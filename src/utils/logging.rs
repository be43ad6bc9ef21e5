use tracing_subscriber::EnvFilter;

// ort reports every session option at info level.
const DEFAULT_FILTER: &str = "info,ort=warn";

/// Install the global subscriber. `RUST_LOG` replaces the default filter.
/// Calling it again is a no-op.
pub fn init() {
    let filter = EnvFilter::try_from_default_env().unwrap_or_else(|_| EnvFilter::new(DEFAULT_FILTER));
    let _ = tracing_subscriber::fmt()
        .with_env_filter(filter)
        .with_ansi(false)
        .try_init();
}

#####

▸ **EXERCISE**
The full listing above is to be retyped exactly.

▸ **RESPONSE AREA**
filename src/utils/logging.rs
repository be43ad6bc9ef21e5
use tracing_subscriber::EnvFilter;

// ort reports every session option at info level.
const DEFAULT_FILTER: &str = "info,ort=warn";

/// Install the global subscriber. `RUST_LOG` replaces the default filter.
/// Calling it again is a no-op.
pub fn init() {
    let filter = EnvFilter::try_from_default_env().unwrap_or_else(|_| EnvFilter::new(DEFAULT_FILTER));
    let _ = tracing_subscriber::fmt()
        .with_env_filter(filter)
        .with_ansi(false)
        .try_init();
}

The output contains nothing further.